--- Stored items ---
^^^^
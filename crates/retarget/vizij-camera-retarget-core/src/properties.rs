//! Property naming shared by the remapper, the rotation corrector and the group store.
//!
//! Source curves use `base.axis` names ("scale.x", "rotation.w"). Target lens
//! properties use the engine's own serialized names, which differ between the
//! plain camera component and the virtual camera rig.

/// Transform scale; the DCC exporter packs lens data into it.
pub const SCALE: &str = "scale";
/// Transform rotation as quaternion components (resampled import).
pub const ROTATION: &str = "rotation";
/// Transform rotation as raw euler angles in degrees (non-resampled import).
pub const EULER_ANGLES: &str = "euler_angles";

pub const CAMERA_NEAR_CLIP_PLANE: &str = "near clip plane";
pub const CAMERA_FAR_CLIP_PLANE: &str = "far clip plane";
pub const CAMERA_FIELD_OF_VIEW: &str = "field of view";

pub const VIRTUAL_CAMERA_NEAR_CLIP_PLANE: &str = "m_Lens.NearClipPlane";
pub const VIRTUAL_CAMERA_FAR_CLIP_PLANE: &str = "m_Lens.FarClipPlane";
pub const VIRTUAL_CAMERA_FIELD_OF_VIEW: &str = "m_Lens.FieldOfView";

/// Split `base.axis` into its parts when the suffix is a single vector/color component.
///
/// "rotation.w" -> Some(("rotation", 3)), "m_Lens.FieldOfView" -> None.
pub fn split_component(property_name: &str) -> Option<(&str, usize)> {
    let (base, axis) = property_name.rsplit_once('.')?;
    if base.is_empty() {
        return None;
    }
    component_index(axis).map(|idx| (base, idx))
}

/// Component index of a single-letter axis name.
pub fn component_index(axis: &str) -> Option<usize> {
    match axis {
        "x" | "r" => Some(0),
        "y" | "g" => Some(1),
        "z" | "b" => Some(2),
        "w" | "a" => Some(3),
        _ => None,
    }
}

/// Property name for component `idx` of `base`, using xyzw naming.
pub fn component_name(base: &str, idx: usize) -> String {
    let axis = match idx {
        0 => "x",
        1 => "y",
        2 => "z",
        _ => "w",
    };
    format!("{base}.{axis}")
}
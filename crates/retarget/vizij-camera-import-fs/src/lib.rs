//! Filesystem adapters for the camera importer.
//!
//! Clips exported alongside a model live in a JSON sidecar (`<model>.clips.json`), the host
//! import configuration in `<model>.import.json`. Retargeted clips are written as pretty JSON
//! `.anim` files next to the model.

use std::fs;
use std::path::{Path, PathBuf};

use anyhow::{Context, Result};
use log::debug;
use serde::de::DeserializeOwned;
use serde::Serialize;

use vizij_camera_retarget_core::{
    AssetSource, CameraImporter, ClipSource, ClipStore, ClipTarget, ImportError, ImportReport,
    ImportSettings, RetargetConfig,
};

pub const CLIPS_EXTENSION: &str = "clips.json";
pub const SETTINGS_EXTENSION: &str = "import.json";

pub fn clips_path(model: &Path) -> PathBuf {
    model.with_extension(CLIPS_EXTENSION)
}

pub fn settings_path(model: &Path) -> PathBuf {
    model.with_extension(SETTINGS_EXTENSION)
}

fn read_json<T: DeserializeOwned>(path: &Path) -> Result<T> {
    let text = fs::read_to_string(path)
        .with_context(|| format!("failed to read {}", path.display()))?;
    serde_json::from_str(&text).with_context(|| format!("failed to parse {}", path.display()))
}

fn write_json<T: Serialize>(path: &Path, value: &T) -> Result<()> {
    if let Some(dir) = path.parent().filter(|d| !d.as_os_str().is_empty()) {
        fs::create_dir_all(dir)
            .with_context(|| format!("failed to create directory {}", dir.display()))?;
    }
    let text = serde_json::to_string_pretty(value)
        .with_context(|| format!("failed to serialize {}", path.display()))?;
    fs::write(path, text).with_context(|| format!("failed to write {}", path.display()))
}

/// Reads exported clips and import settings from JSON sidecars next to the model.
#[derive(Clone, Debug, Default)]
pub struct JsonAssetSource;

impl JsonAssetSource {
    pub fn new() -> Self {
        Self
    }

    /// Persist adjusted import settings (after a preprocess pass).
    pub fn store_import_settings(
        &self,
        import_path: &Path,
        settings: &ImportSettings,
    ) -> Result<(), ImportError> {
        let path = settings_path(import_path);
        write_json(&path, settings).map_err(|e| ImportError::asset(&path, format!("{e:#}")))
    }
}

impl AssetSource for JsonAssetSource {
    fn load_clips(&mut self, import_path: &Path) -> Result<Vec<ClipSource>, ImportError> {
        let path = clips_path(import_path);
        read_json(&path).map_err(|e| ImportError::asset(&path, format!("{e:#}")))
    }

    fn import_settings(&mut self, import_path: &Path) -> Result<ImportSettings, ImportError> {
        let path = settings_path(import_path);
        if !path.is_file() {
            debug!("no import settings at {}, using defaults", path.display());
            return Ok(ImportSettings::default());
        }
        read_json(&path).map_err(|e| ImportError::asset(&path, format!("{e:#}")))
    }
}

/// Stores retargeted clips as pretty-printed JSON files.
#[derive(Clone, Debug, Default)]
pub struct FsClipStore;

impl FsClipStore {
    pub fn new() -> Self {
        Self
    }
}

impl ClipStore for FsClipStore {
    fn exists(&self, path: &Path) -> bool {
        path.is_file()
    }

    fn load(&mut self, path: &Path) -> Result<Option<ClipTarget>, ImportError> {
        if !path.is_file() {
            return Ok(None);
        }
        read_json(path)
            .map(Some)
            .map_err(|e| ImportError::store(path, format!("{e:#}")))
    }

    fn save(&mut self, path: &Path, clip: &ClipTarget) -> Result<(), ImportError> {
        write_json(path, clip).map_err(|e| ImportError::store(path, format!("{e:#}")))
    }
}

pub type FsCameraImporter = CameraImporter<JsonAssetSource, FsClipStore>;

pub fn fs_importer(config: RetargetConfig) -> FsCameraImporter {
    CameraImporter::new(JsonAssetSource::new(), FsClipStore::new(), config)
}

/// Run both import hooks for a model on disk: adjust and save its import settings, then
/// retarget and write its clips.
pub fn import_model(model: &Path, config: RetargetConfig) -> Result<ImportReport, ImportError> {
    let mut importer = fs_importer(config);
    let mut settings = importer.source_mut().import_settings(model)?;
    if importer.preprocess(model, &mut settings) {
        importer.source().store_import_settings(model, &settings)?;
    }
    importer.import(model)
}
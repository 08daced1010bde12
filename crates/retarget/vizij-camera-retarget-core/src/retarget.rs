//! Retargeter: runs one clip through remap → rotation correction → tangent linearization.
//!
//! Each pass owns its ClipSource/ClipTarget pair; nothing is shared across passes, so
//! distinct clips can be retargeted concurrently.

use log::debug;

use crate::config::RetargetConfig;
use crate::data::{ClipSource, ClipTarget};
use crate::error::RetargetError;
use crate::linearize::{linearize_curve_set, LinearizeStats};
use crate::naming::NamingContext;
use crate::remap::remap_curves;
use crate::rotation::{correct_camera_rotation, RotationMode};
use crate::settings::ImportSettings;

/// What a pass did to the target clip.
#[derive(Clone, Copy, Debug, Default, PartialEq, Eq)]
pub struct RetargetSummary {
    pub curves_written: usize,
    pub rotation_keys_corrected: usize,
    /// `None` when compression is off and linearization was skipped.
    pub linearize: Option<LinearizeStats>,
}

#[derive(Clone, Debug, Default)]
pub struct Retargeter {
    config: RetargetConfig,
}

impl Retargeter {
    pub fn new(config: RetargetConfig) -> Self {
        Self { config }
    }

    pub fn config(&self) -> &RetargetConfig {
        &self.config
    }

    /// Retarget `source` into a fresh clip.
    pub fn retarget(
        &self,
        source: &ClipSource,
        naming: &NamingContext,
        settings: &ImportSettings,
    ) -> Result<ClipTarget, RetargetError> {
        let mut target = ClipTarget::new(source.name());
        self.retarget_into(source, &mut target, naming, settings)?;
        Ok(target)
    }

    /// Retarget `source` into a caller-owned clip (e.g. one loaded from disk).
    ///
    /// Prior curves on `target` are cleared and its metadata is replaced by the source's,
    /// so repeated passes over the same source produce the same clip.
    pub fn retarget_into(
        &self,
        source: &ClipSource,
        target: &mut ClipTarget,
        naming: &NamingContext,
        settings: &ImportSettings,
    ) -> Result<RetargetSummary, RetargetError> {
        if source.curves().is_empty() {
            return Err(RetargetError::EmptyCurveSet {
                clip: source.name().to_string(),
            });
        }

        target.clear_curves();
        target.copy_metadata_from(source);

        let curves_written = remap_curves(source.curves(), naming, &mut target.curves);
        // pre-correction copy: the linearizer samples the curves as imported
        let reference = target.curves.clone();

        let mode = RotationMode::from_resample(settings.resample_curves);
        let rotation_keys_corrected =
            correct_camera_rotation(&mut target.curves, mode, self.config.yaw_correction_degrees);

        let linearize = settings.compression_enabled().then(|| {
            linearize_curve_set(&mut target.curves, &reference, &self.config.linearize)
        });

        let summary = RetargetSummary {
            curves_written,
            rotation_keys_corrected,
            linearize,
        };
        debug!("retargeted clip '{}': {:?}", source.name(), summary);
        Ok(summary)
    }
}
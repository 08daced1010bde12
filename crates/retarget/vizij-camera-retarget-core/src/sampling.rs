//! Curve evaluation for keyframe lists with Hermite slopes.
//!
//! Model:
//! - Between two keys the curve is a cubic Hermite segment driven by the left key's
//!   out-slope and the right key's in-slope (slopes are per second, scaled by the span).
//! - A non-finite slope on either side makes the segment stepped: it holds the left value.
//! - Outside the keyed range the curve clamps to the first/last value.

use crate::data::Keyframe;
use crate::interp::functions::hermite;

/// Find the segment [i, i+1] containing `time`.
///
/// Returns `None` when `time` lies outside the keyed range or fewer than two keys exist.
fn find_segment(keys: &[Keyframe], time: f64) -> Option<(usize, usize)> {
    let n = keys.len();
    if n < 2 || time <= keys[0].time || time >= keys[n - 1].time {
        return None;
    }
    // First key strictly after `time`; always in 1..n given the bounds check above.
    let right = keys.partition_point(|k| k.time <= time);
    Some((right - 1, right))
}

/// Evaluate one Hermite segment at absolute `time`.
pub fn evaluate_segment(left: &Keyframe, right: &Keyframe, time: f64) -> f64 {
    let dt = right.time - left.time;
    if dt.abs() < f64::EPSILON {
        return left.value;
    }
    if !left.out_slope.is_finite() || !right.in_slope.is_finite() {
        return left.value;
    }
    let s = ((time - left.time) / dt).clamp(0.0, 1.0);
    hermite(
        left.value,
        right.value,
        left.out_slope * dt,
        right.in_slope * dt,
        s,
    )
}

/// Evaluate a keyframe list at `time` (seconds).
pub fn evaluate_curve(keys: &[Keyframe], time: f64) -> f64 {
    match keys {
        [] => 0.0,
        [only] => only.value,
        [first, .., last] => {
            if time <= first.time {
                return first.value;
            }
            if time >= last.time {
                return last.value;
            }
            match find_segment(keys, time) {
                Some((i0, i1)) => evaluate_segment(&keys[i0], &keys[i1], time),
                None => last.value,
            }
        }
    }
}

/// Sample `keys` at `segments + 1` evenly spaced times from `t1` to `t2` inclusive.
///
/// The last sample is taken exactly at `t2`.
pub fn sample_segment(keys: &[Keyframe], t1: f64, t2: f64, segments: usize) -> Vec<(f64, f64)> {
    let segments = segments.max(1);
    let step = (t2 - t1) / segments as f64;
    (0..=segments)
        .map(|i| {
            let t = if i == segments {
                t2
            } else {
                t1 + step * i as f64
            };
            (t, evaluate_curve(keys, t))
        })
        .collect()
}
//! Low-level grouped view of a [`CurveSet`], matching how the engine serializes clips:
//! one record per vector/rotation property with multi-component keys, plus one record per
//! scalar curve.
//!
//! Component curves are grouped only when every component is present and all of them are
//! keyed at the same times; otherwise each component stays a scalar record. Writing back
//! touches slopes only.

use std::collections::BTreeMap;

use serde::{Deserialize, Serialize};

use crate::curves::CurveSet;
use crate::data::{Curve, CurveBinding, CurveCategory, Keyframe, TargetType};
use crate::properties::split_component;

/// One key of a grouped record. Components past the record's arity are unused.
#[derive(Clone, Copy, Debug, Default, PartialEq, Serialize, Deserialize)]
#[serde(rename_all = "camelCase")]
pub struct GroupKeyframe {
    pub time: f64,
    pub value: [f64; 4],
    pub in_slope: [f64; 4],
    pub out_slope: [f64; 4],
}

/// A curve record inside a group.
#[derive(Clone, Debug, PartialEq, Serialize, Deserialize)]
#[serde(rename_all = "camelCase")]
pub struct GroupedCurve {
    pub path: String,
    pub target_type: TargetType,
    /// Property names of the components, in component order.
    pub components: Vec<String>,
    pub keys: Vec<GroupKeyframe>,
}

impl GroupedCurve {
    pub fn arity(&self) -> usize {
        self.components.len()
    }

    pub fn component_binding(&self, component: usize) -> CurveBinding {
        CurveBinding::new(
            self.path.clone(),
            self.target_type,
            self.components[component].clone(),
        )
    }

    /// Per-axis keyframe view of one component.
    pub fn component_keys(&self, component: usize) -> Vec<Keyframe> {
        self.keys
            .iter()
            .map(|k| Keyframe {
                time: k.time,
                value: k.value[component],
                in_slope: k.in_slope[component],
                out_slope: k.out_slope[component],
            })
            .collect()
    }

    fn scalar(curve: &Curve) -> Self {
        Self::from_components(&curve.binding.path, curve.binding.target_type, &[curve])
    }

    fn from_components(path: &str, target_type: TargetType, parts: &[&Curve]) -> Self {
        let len = parts.first().map(|c| c.keys.len()).unwrap_or(0);
        let keys = (0..len)
            .map(|i| {
                let mut key = GroupKeyframe {
                    time: parts[0].keys[i].time,
                    ..GroupKeyframe::default()
                };
                for (c, part) in parts.iter().enumerate() {
                    let k = &part.keys[i];
                    key.value[c] = k.value;
                    key.in_slope[c] = k.in_slope;
                    key.out_slope[c] = k.out_slope;
                }
                key
            })
            .collect();
        Self {
            path: path.to_string(),
            target_type,
            components: parts
                .iter()
                .map(|c| c.binding.property_name.clone())
                .collect(),
            keys,
        }
    }
}

/// Grouped records keyed by category.
#[derive(Clone, Debug, Default, PartialEq, Serialize, Deserialize)]
pub struct CurveGroupStore {
    groups: BTreeMap<CurveCategory, Vec<GroupedCurve>>,
}

impl CurveGroupStore {
    pub fn new() -> Self {
        Self::default()
    }

    pub fn from_curve_set(set: &CurveSet) -> Self {
        let mut store = CurveGroupStore::new();
        // (path, type, base, category) -> components, in first-appearance order
        let mut pending: Vec<((String, TargetType, String, CurveCategory), Vec<&Curve>)> =
            Vec::new();
        for curve in set.iter() {
            let key = match (curve.category, split_component(curve.property_name())) {
                (CurveCategory::Scalar, _) | (_, None) => {
                    store.push(CurveCategory::Scalar, GroupedCurve::scalar(curve));
                    continue;
                }
                (category, Some((base, _))) => (
                    curve.binding.path.clone(),
                    curve.binding.target_type,
                    base.to_string(),
                    category,
                ),
            };
            match pending.iter().position(|(k, _)| *k == key) {
                Some(i) => pending[i].1.push(curve),
                None => pending.push((key, vec![curve])),
            }
        }

        for ((path, target_type, _, category), parts) in pending {
            match ordered_components(&parts, category.arity()) {
                Some(ordered) => {
                    store.push(category, GroupedCurve::from_components(&path, target_type, &ordered))
                }
                None => {
                    for curve in parts {
                        store.push(CurveCategory::Scalar, GroupedCurve::scalar(curve));
                    }
                }
            }
        }
        store
    }

    fn push(&mut self, category: CurveCategory, curve: GroupedCurve) {
        self.groups.entry(category).or_default().push(curve);
    }

    pub fn group(&self, category: CurveCategory) -> &[GroupedCurve] {
        self.groups.get(&category).map(Vec::as_slice).unwrap_or(&[])
    }

    pub fn group_mut(&mut self, category: CurveCategory) -> &mut [GroupedCurve] {
        self.groups
            .get_mut(&category)
            .map(Vec::as_mut_slice)
            .unwrap_or(&mut [])
    }

    pub fn len(&self) -> usize {
        self.groups.values().map(Vec::len).sum()
    }

    pub fn is_empty(&self) -> bool {
        self.len() == 0
    }

    /// All records, grouped categories in `Scalar, Vector3, Vector4, Rotation` order.
    pub fn iter_mut(&mut self) -> impl Iterator<Item = (CurveCategory, &mut GroupedCurve)> {
        self.groups
            .iter_mut()
            .flat_map(|(cat, curves)| curves.iter_mut().map(move |c| (*cat, c)))
    }

    /// Copy slopes back into the per-axis curves of `set`.
    pub fn write_back(&self, set: &mut CurveSet) {
        for curves in self.groups.values() {
            for record in curves {
                for c in 0..record.arity() {
                    let binding = record.component_binding(c);
                    let Some(keys) = set.keys_mut(&binding) else {
                        continue;
                    };
                    for (key, grouped) in keys.iter_mut().zip(&record.keys) {
                        key.in_slope = grouped.in_slope[c];
                        key.out_slope = grouped.out_slope[c];
                    }
                }
            }
        }
    }
}

/// Components sorted by index when the set is complete and shares key times.
fn ordered_components<'a>(parts: &[&'a Curve], arity: usize) -> Option<Vec<&'a Curve>> {
    let mut slots: Vec<Option<&'a Curve>> = vec![None; arity];
    for curve in parts {
        let (_, idx) = split_component(curve.property_name())?;
        let slot = slots.get_mut(idx)?;
        if slot.is_some() {
            return None;
        }
        *slot = Some(curve);
    }
    let ordered: Vec<&Curve> = slots.into_iter().collect::<Option<_>>()?;
    let first = ordered[0];
    let same_times = ordered.iter().all(|c| {
        c.keys.len() == first.keys.len()
            && c.keys.iter().zip(&first.keys).all(|(a, b)| a.time == b.time)
    });
    same_times.then_some(ordered)
}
^^^^
--- Exercise ---
Repeat only the lines above, from the first line of the entries through the line that contains "pub const CAMERA_NEAR_CLIP_PLANE: &str", including both ends.

--- Answer section ---
filename crates/retarget/vizij-camera-retarget-core/src/properties.rs
//! Property naming shared by the remapper, the rotation corrector and the group store.
//!
//! Source curves use `base.axis` names ("scale.x", "rotation.w"). Target lens
//! properties use the engine's own serialized names, which differ between the
//! plain camera component and the virtual camera rig.

/// Transform scale; the DCC exporter packs lens data into it.
pub const SCALE: &str = "scale";
/// Transform rotation as quaternion components (resampled import).
pub const ROTATION: &str = "rotation";
/// Transform rotation as raw euler angles in degrees (non-resampled import).
pub const EULER_ANGLES: &str = "euler_angles";

pub const CAMERA_NEAR_CLIP_PLANE: &str = "near clip plane";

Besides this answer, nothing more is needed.